Osteoarthritis (OA) is highly prevalent in U.S. military service members and Veterans due to the impact of
joint trauma and overuse injury. Its socioeconomic impact is substantial, estimated to approach $60 billion
per year, and no disease-modifying treatments exist. Collaborative programs (such as CaRe-AP) have been
proposed to develop a treatment for post-traumatic osteoarthritis (PTOA) that will relieve pain and improve
function. The hypothesis that PTOA is caused by maladaptive repair responses including activation of the
pro-inflammatory pathways of innate immunity that in turn result in pain, loss of function and structural
decline have been broadly accepted. To this end, OA has long been characterized as a ‘wear and tear’
disease but is now considered a cell-mediated condition involving low-grade innate inflammation affecting
all tissues of the joint (cartilage, bone, synovium, fat pads). Inflammatory processes increase the risk of
knee OA (kOA) onset and progression, though the role of inflammation in the kOA, and as a determinant in
successful treatments is unclear. Further, correlation of structural changes that result in progression of
degeneration in kOA with those that serve as pain generators in this disease is crucial. Opioid prescriptions
due to acute and chronic musculoskeletal pain visits increased by 50% between 2006 and 2010.
MRI of kOA has historically focused on tissue specific drivers of OA, most notably cartilage evaluation. Our
past work has pioneered a whole-joint approach to kOA, taking into consideration interactions between
cartilage, meniscus and subchondral bone. The current MRI literature on the synovium, synovial fluid,
infrapatellar fat pad (IFP) and bone marrow are limited, presenting a significant gap in MRI evaluation of
kOA. The overwhelming majority of MRI literature addressing synovitis/effusion involves intravenous
contrast-based protocols. In a patient population prone to peripheral vascular disease (affecting contrast
delivery) and requiring longitudinal follow-up, contrast administration is suboptimal.
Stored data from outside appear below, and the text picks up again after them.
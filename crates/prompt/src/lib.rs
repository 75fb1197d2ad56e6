//! Prompt system for docchat.
//!
//! - Built-in prompt definitions for the answer and link-correction chains
//! - Optional per-workspace YAML overrides in `.docchat/prompts/<id>.yml`
//! - Handlebars template rendering

pub mod builder;
pub mod defaults;
pub mod loader;
pub mod types;

// Re-export main types
pub use builder::build_prompt;
pub use defaults::{builtin_prompt, LINK_VALIDATION_PROMPT_ID, QUESTION_PROMPT_ID};
pub use loader::{load_prompt, resolve_prompt};
pub use types::{BuiltPrompt, BuiltPromptMetadata, PromptDefinition};
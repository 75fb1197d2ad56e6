//! Suffix-based document classification.

use serde::{Deserialize, Serialize};

/// Content bucket a source document is split under.
#[derive(Debug, Clone, Copy, PartialEq, Eq, PartialOrd, Ord, Hash, Serialize, Deserialize)]
#[serde(rename_all = "lowercase")]
pub enum ContentBucket {
    /// Tests and snapshots. Never chunked.
    Excluded,
    Markdown,
    Markup,
    Script,
    Other,
}

/// Grammar used for script documents.
#[derive(Debug, Clone, Copy, PartialEq, Eq)]
pub enum ScriptLanguage {
    TypeScript,
    Tsx,
    JavaScript,
}

impl ScriptLanguage {
    /// Pick the grammar from a script path's suffix.
    pub fn from_path(path: &str) -> Self {
        if path.ends_with(".tsx") {
            ScriptLanguage::Tsx
        } else if path.ends_with(".ts") {
            ScriptLanguage::TypeScript
        } else {
            // .js and .jsx share one grammar
            ScriptLanguage::JavaScript
        }
    }

    pub fn tree_sitter_language(&self) -> tree_sitter::Language {
        match self {
            ScriptLanguage::TypeScript => tree_sitter_typescript::LANGUAGE_TYPESCRIPT.into(),
            ScriptLanguage::Tsx => tree_sitter_typescript::LANGUAGE_TSX.into(),
            ScriptLanguage::JavaScript => tree_sitter_javascript::LANGUAGE.into(),
        }
    }
}

const EXCLUDED_SUFFIXES: [&str; 4] = [".test.tsx", ".test.ts", ".test.js", ".snap"];
const MARKDOWN_SUFFIXES: [&str; 2] = [".md", ".mdx"];
const MARKUP_SUFFIXES: [&str; 1] = [".html"];
const SCRIPT_SUFFIXES: [&str; 4] = [".js", ".jsx", ".ts", ".tsx"];

impl ContentBucket {
    pub fn as_str(&self) -> &'static str {
        match self {
            ContentBucket::Excluded => "excluded",
            ContentBucket::Markdown => "markdown",
            ContentBucket::Markup => "markup",
            ContentBucket::Script => "script",
            ContentBucket::Other => "other",
        }
    }

    pub fn parse(s: &str) -> Option<Self> {
        match s {
            "excluded" => Some(ContentBucket::Excluded),
            "markdown" => Some(ContentBucket::Markdown),
            "markup" => Some(ContentBucket::Markup),
            "script" => Some(ContentBucket::Script),
            "other" => Some(ContentBucket::Other),
            _ => None,
        }
    }
}

/// Classify a path by suffix.
///
/// Checked in a fixed order: excluded patterns, markdown, markup, script,
/// then everything else. `foo.test.ts` is therefore excluded, never script.
pub fn classify(path: &str) -> ContentBucket {
    let ends_with_any = |suffixes: &[&str]| suffixes.iter().any(|s| path.ends_with(s));

    if ends_with_any(&EXCLUDED_SUFFIXES) {
        ContentBucket::Excluded
    } else if ends_with_any(&MARKDOWN_SUFFIXES) {
        ContentBucket::Markdown
    } else if ends_with_any(&MARKUP_SUFFIXES) {
        ContentBucket::Markup
    } else if ends_with_any(&SCRIPT_SUFFIXES) {
        ContentBucket::Script
    } else {
        ContentBucket::Other
    }
}
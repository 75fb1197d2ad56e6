//! Splitter implementations wrapper module.

mod code;
mod markdown;
mod text;

pub use code::CodeSplitter;
pub use markdown::MarkdownSplitter;
pub use text::TextSplitter;

use crate::chunk::{Chunk, ChunkConfig, ContentBucket};
use docchat_core::{AppError, AppResult};
use text_splitter::{Characters, ChunkConfig as SplitterConfig};

/// Trait for chunk splitters.
pub trait ChunkSplitter {
    /// Split a document into chunks.
    fn split(&self, source: &str, text: &str, config: &ChunkConfig) -> AppResult<Vec<Chunk>>;
}

/// Character-sized settings for the text-splitter crate.
///
/// Trimming stays off so that chunks are exact slices and the document can
/// be reassembled from them byte for byte.
fn splitter_config(config: &ChunkConfig) -> AppResult<SplitterConfig<Characters>> {
    SplitterConfig::new(config.chunk_size)
        .with_overlap(config.chunk_overlap)
        .map(|c| c.with_trim(false))
        .map_err(|e| AppError::Knowledge(format!("Invalid chunk configuration: {}", e)))
}

fn collect_chunks<'a>(
    source: &str,
    bucket: ContentBucket,
    splitter_used: &str,
    pieces: impl Iterator<Item = (usize, &'a str)>,
) -> Vec<Chunk> {
    pieces
        .enumerate()
        .map(|(position, (offset, text))| {
            Chunk::new(source, position as u32, text, offset, bucket, splitter_used)
        })
        .collect()
}
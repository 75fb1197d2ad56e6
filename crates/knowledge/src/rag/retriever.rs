//! Top-K similarity retrieval over a loaded index.

use crate::embeddings::EmbeddingProvider;
use crate::index::DocumentIndex;
use crate::rag::types::RetrievedChunk;
use docchat_core::AppResult;
use std::sync::Arc;

pub struct Retriever {
    index: Arc<DocumentIndex>,
    embedder: Arc<dyn EmbeddingProvider>,
    top_k: usize,
}

impl Retriever {
    pub fn new(index: Arc<DocumentIndex>, embedder: Arc<dyn EmbeddingProvider>, top_k: usize) -> Self {
        Self {
            index,
            embedder,
            top_k,
        }
    }

    pub fn index(&self) -> &DocumentIndex {
        &self.index
    }

    /// Embed the question and return the `top_k` closest chunks.
    ///
    /// An empty index or a blank question returns nothing without calling
    /// the embedder.
    #[tracing::instrument(level = "debug", skip(self), fields(top_k = self.top_k))]
    pub async fn retrieve(&self, question: &str) -> AppResult<Vec<RetrievedChunk>> {
        if self.index.is_empty() || question.trim().is_empty() {
            return Ok(Vec::new());
        }

        let query = self.embedder.embed(question).await?;
        let hits: Vec<RetrievedChunk> = self
            .index
            .search(&query, self.top_k)
            .into_iter()
            .map(|(entry, score)| RetrievedChunk {
                text: entry.text.clone(),
                source: entry.source.clone(),
                position: entry.position,
                score,
            })
            .collect();

        tracing::debug!(
            "Retrieved {} chunks (best score {:.3})",
            hits.len(),
            hits.first().map(|h| h.score).unwrap_or(0.0)
        );

        Ok(hits)
    }
}

#[cfg(test)]
mod tests {
    use super::*;
    use crate::chunk::ContentBucket;
    use crate::embeddings::providers::trigram::TrigramProvider;
    use crate::index::{IndexEntry, IndexManifest, FORMAT_VERSION};
    use chrono::Utc;

    async fn index_of(texts: &[(&str, &str)], provider: &TrigramProvider) -> DocumentIndex {
        let mut entries = Vec::new();
        for (i, (source, text)) in texts.iter().enumerate() {
            entries.push(IndexEntry {
                id: format!("{}#0", source),
                source: source.to_string(),
                position: i as u32,
                bucket: ContentBucket::Markdown,
                text: text.to_string(),
                embedding: provider.embed(text).await.unwrap(),
            });
        }
        let manifest = IndexManifest {
            format_version: FORMAT_VERSION,
            dataset: "shop".to_string(),
            embedding_provider: "trigram".to_string(),
            embedding_model: "trigram-v1".to_string(),
            dimensions: provider.dimensions(),
            entry_count: entries.len(),
            built_at: Utc::now(),
        };
        DocumentIndex::new(manifest, entries)
    }

    #[tokio::test]
    async fn test_retrieves_closest() {
        let provider = TrigramProvider::new(256);
        let index = index_of(
            &[
                ("billing.md", "Billing: invoices are emailed monthly to the account owner."),
                ("install.md", "Installation: run composer install to install the storefront."),
            ],
            &provider,
        )
        .await;

        let retriever = Retriever::new(Arc::new(index), Arc::new(TrigramProvider::new(256)), 1);
        let hits = retriever.retrieve("How do I install this?").await.unwrap();

        assert_eq!(hits.len(), 1);
        assert_eq!(hits[0].source, "install.md");
    }

    #[tokio::test]
    async fn test_top_k_caps_results() {
        let provider = TrigramProvider::new(64);
        let index = index_of(&[("a.md", "alpha"), ("b.md", "bravo"), ("c.md", "charlie")], &provider).await;

        let retriever = Retriever::new(Arc::new(index), Arc::new(TrigramProvider::new(64)), 2);
        assert_eq!(retriever.retrieve("alpha bravo").await.unwrap().len(), 2);
    }

    #[tokio::test]
    async fn test_blank_question_returns_nothing() {
        let provider = TrigramProvider::new(64);
        let index = index_of(&[("a.md", "alpha")], &provider).await;

        let retriever = Retriever::new(Arc::new(index), Arc::new(TrigramProvider::new(64)), 4);
        assert!(retriever.retrieve("   ").await.unwrap().is_empty());
    }
}
//! LLM provider implementations.

pub mod ollama;
pub mod openai;

pub use ollama::OllamaClient;
pub use openai::OpenAiClient;
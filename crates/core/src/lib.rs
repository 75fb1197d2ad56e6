//! docchat core library
//!
//! Foundational utilities shared by every docchat crate:
//! - Error handling (`AppError`, `AppResult`)
//! - Logging infrastructure
//! - Configuration management

pub mod config;
pub mod error;
pub mod logging;

// Re-export commonly used types
pub use config::{AppConfig, ChatConfig, ServerConfig};
pub use error::{AppError, AppResult};
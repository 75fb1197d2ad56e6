//! Hyperlink extraction and reachability checks.

use crate::rag::types::Hyperlink;
use docchat_core::{AppError, AppResult};
use futures::stream::{FuturesUnordered, StreamExt};
use regex::{Captures, Regex};
use std::collections::BTreeSet;
use std::sync::{Arc, LazyLock};
use std::time::Duration;

/// Markdown links first, so a URL inside `[text](url)` is not matched twice.
static LINK_PATTERN: LazyLock<Regex> = LazyLock::new(|| {
    Regex::new(r"\[([^\]]+)\]\(([^)]+)\)|(https?://[^\s]+)").expect("link pattern is valid")
});

/// Every link in `text`, in order of appearance.
pub fn extract_links(text: &str) -> Vec<Hyperlink> {
    LINK_PATTERN
        .captures_iter(text)
        .filter_map(|caps| match (caps.get(1), caps.get(2), caps.get(3)) {
            (Some(label), Some(url), _) => Some(Hyperlink {
                text: label.as_str().to_string(),
                url: url.as_str().to_string(),
            }),
            (_, _, Some(url)) => Some(Hyperlink {
                text: url.as_str().to_string(),
                url: url.as_str().to_string(),
            }),
            _ => None,
        })
        .collect()
}

/// Remove links whose URL is not in `valid`.
///
/// `[text](url)` becomes `text` and a bare URL is dropped. Returns the
/// rewritten text and the removed URLs.
pub fn strip_unvalidated(text: &str, valid: &BTreeSet<String>) -> (String, Vec<String>) {
    let mut removed = Vec::new();

    let rewritten = LINK_PATTERN.replace_all(text, |caps: &Captures| {
        match (caps.get(1), caps.get(2), caps.get(3)) {
            (Some(label), Some(url), _) => {
                if valid.contains(url.as_str()) {
                    caps[0].to_string()
                } else {
                    removed.push(url.as_str().to_string());
                    label.as_str().to_string()
                }
            }
            (_, _, Some(url)) => {
                if valid.contains(url.as_str()) {
                    caps[0].to_string()
                } else {
                    removed.push(url.as_str().to_string());
                    String::new()
                }
            }
            _ => caps[0].to_string(),
        }
    });

    (rewritten.into_owned(), removed)
}

/// Reachability check for a single URL.
#[async_trait::async_trait]
pub trait LinkProbe: Send + Sync {
    async fn is_reachable(&self, url: &str) -> bool;
}

/// GET probe; any 2xx status counts as reachable.
pub struct HttpProbe {
    client: reqwest::Client,
}

impl HttpProbe {
    pub fn new(timeout: Duration) -> AppResult<Self> {
        let client = reqwest::Client::builder()
            .timeout(timeout)
            .build()
            .map_err(|e| AppError::Other(format!("Failed to create HTTP client for link probes: {}", e)))?;
        Ok(Self { client })
    }
}

#[async_trait::async_trait]
impl LinkProbe for HttpProbe {
    async fn is_reachable(&self, url: &str) -> bool {
        match self.client.get(url).send().await {
            Ok(response) if response.status().is_success() => true,
            Ok(response) => {
                tracing::debug!(url, status = %response.status(), "Link probe failed");
                false
            }
            Err(e) => {
                tracing::debug!(url, error = %e, "Link probe failed");
                false
            }
        }
    }
}

/// Probes every distinct link concurrently under a per-probe timeout and
/// an overall deadline.
pub struct LinkValidator {
    probe: Arc<dyn LinkProbe>,
    probe_timeout: Duration,
    deadline: Duration,
}

impl LinkValidator {
    pub fn new(probe: Arc<dyn LinkProbe>, probe_timeout: Duration, deadline: Duration) -> Self {
        Self {
            probe,
            probe_timeout,
            deadline,
        }
    }

    /// URLs in `text` that were confirmed reachable.
    pub async fn validate(&self, text: &str) -> BTreeSet<String> {
        self.validate_urls(extract_links(text).into_iter().map(|link| link.url))
            .await
    }

    /// Probes still running at the deadline count as unreachable.
    #[tracing::instrument(level = "debug", skip_all)]
    pub async fn validate_urls(&self, urls: impl IntoIterator<Item = String>) -> BTreeSet<String> {
        let distinct: BTreeSet<String> = urls.into_iter().collect();
        let mut valid = BTreeSet::new();
        if distinct.is_empty() {
            return valid;
        }

        let total = distinct.len();
        let mut probes: FuturesUnordered<_> = distinct
            .into_iter()
            .map(|url| {
                let probe = Arc::clone(&self.probe);
                let probe_timeout = self.probe_timeout;
                async move {
                    let reachable =
                        match tokio::time::timeout(probe_timeout, probe.is_reachable(&url)).await {
                            Ok(reachable) => reachable,
                            Err(_) => {
                                tracing::debug!(url = %url, "Link probe timed out");
                                false
                            }
                        };
                    (url, reachable)
                }
            })
            .collect();

        let deadline = tokio::time::sleep(self.deadline);
        tokio::pin!(deadline);

        loop {
            tokio::select! {
                next = probes.next() => match next {
                    Some((url, true)) => {
                        valid.insert(url);
                    }
                    Some((url, false)) => {
                        tracing::debug!(url = %url, "Link is not reachable");
                    }
                    None => break,
                },
                _ = &mut deadline => {
                    tracing::warn!(
                        "Link validation deadline reached with {} of {} probes unfinished",
                        probes.len(),
                        total
                    );
                    break;
                }
            }
        }

        tracing::debug!("{} of {} links are reachable", valid.len(), total);
        valid
    }
}

#[cfg(test)]
mod tests {
    use super::*;

    /// Reachable for listed URLs, immediately.
    struct ListProbe(Vec<&'static str>);

    #[async_trait::async_trait]
    impl LinkProbe for ListProbe {
        async fn is_reachable(&self, url: &str) -> bool {
            self.0.contains(&url)
        }
    }

    /// Reachable for `fast`, never answers for anything else.
    struct SlowProbe {
        fast: &'static str,
    }

    #[async_trait::async_trait]
    impl LinkProbe for SlowProbe {
        async fn is_reachable(&self, url: &str) -> bool {
            if url == self.fast {
                return true;
            }
            std::future::pending::<()>().await;
            true
        }
    }

    #[test]
    fn test_extract_markdown_and_bare() {
        let links = extract_links("See [docs](https://x.com/a) and https://x.com/b");
        assert_eq!(
            links,
            vec![
                Hyperlink {
                    text: "docs".to_string(),
                    url: "https://x.com/a".to_string()
                },
                Hyperlink {
                    text: "https://x.com/b".to_string(),
                    url: "https://x.com/b".to_string()
                },
            ]
        );
    }

    #[test]
    fn test_extract_none() {
        assert!(extract_links("No links in this answer.").is_empty());
    }

    #[test]
    fn test_markdown_wins_overlap() {
        let links = extract_links("[guide](https://x.com/guide)");
        assert_eq!(links.len(), 1);
        assert_eq!(links[0].text, "guide");
    }

    #[test]
    fn test_strip_unvalidated() {
        let valid: BTreeSet<String> = ["https://x.com/a".to_string()].into();
        let (text, removed) = strip_unvalidated(
            "See [docs](https://x.com/a), [old](https://x.com/old) and https://x.com/b",
            &valid,
        );

        assert_eq!(text, "See [docs](https://x.com/a), old and ");
        assert_eq!(removed, vec!["https://x.com/old", "https://x.com/b"]);
    }

    #[tokio::test]
    async fn test_validate_dedups_and_filters() {
        let validator = LinkValidator::new(
            Arc::new(ListProbe(vec!["https://x.com/a"])),
            Duration::from_secs(1),
            Duration::from_secs(5),
        );

        let valid = validator
            .validate("[a](https://x.com/a) https://x.com/a [b](https://x.com/b)")
            .await;
        assert_eq!(valid, BTreeSet::from(["https://x.com/a".to_string()]));
    }

    #[tokio::test]
    async fn test_hanging_probe_times_out() {
        let validator = LinkValidator::new(
            Arc::new(SlowProbe { fast: "https://x.com/a" }),
            Duration::from_millis(50),
            Duration::from_secs(5),
        );

        let valid = validator.validate("https://x.com/a https://x.com/b").await;
        assert_eq!(valid, BTreeSet::from(["https://x.com/a".to_string()]));
    }

    #[tokio::test]
    async fn test_deadline_keeps_partial_results() {
        let validator = LinkValidator::new(
            Arc::new(SlowProbe { fast: "https://x.com/a" }),
            Duration::from_secs(30),
            Duration::from_millis(50),
        );

        let valid = validator.validate("https://x.com/a https://x.com/b").await;
        assert_eq!(valid, BTreeSet::from(["https://x.com/a".to_string()]));
    }

    #[tokio::test]
    async fn test_no_links_skips_probing() {
        let validator = LinkValidator::new(
            Arc::new(SlowProbe { fast: "" }),
            Duration::from_secs(30),
            Duration::from_secs(30),
        );
        assert!(validator.validate("plain text").await.is_empty());
    }
}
Given the histologic
elements of the inflammatory pathway in synovium, IFP and bone marrow, non-invasive identification and
characterization of cellular infiltrates as well as their distinction from synovial hyperplasia, fibrosis and
vascularity in tissues would represent a revolutionary step in understanding the role of inflammation in OA
progression and response to therapy. Restriction Spectrum Imaging (RSI) is a novel diffusion-weighted
technique that has been used to distinguish restricted diffusion within cells from other water compartments,
has higher resolution than standard diffusion sequences, and has the potential to be standardized across
institutions. Ultrashort Echo Time Dual Echo Steady State (UTE-DESS) combines UTE and DESS to
characterize tissues with a range of intrinsic MR properties and allows quantitative evaluation of those
properties (T1 and T2) as well as diffusion data. We hypothes...

## Key facts

- **NIH application ID:** 10476943
- **Project number:** 2I01CX000625-09A1
- **Recipient organization:** VA SAN DIEGO HEALTHCARE SYSTEM
- **Principal Investigator:** CHRISTINE B CHUNG
- **Activity code:** I01 (R01, R21, SBIR, etc.)
- **Funding institute:** VA
- **Fiscal year:** 2023
- **Award amount:** —
- **Award type:** 2
- **Project period:** 2022-10-01 → 2026-09-30

## Primary source

NIH RePORTER: https://reporter.nih.gov/project-details/10476943

## Citation

> US National Institutes of Health, RePORTER application 10476943, MR Biomarkers of Inflammation in Knee Osteoarthritis (2I01CX000625-09A1). Retrieved via AI Analytics 2026-05-23 from https://api.ai-analytics.org/grant/nih/10476943. Licensed CC0.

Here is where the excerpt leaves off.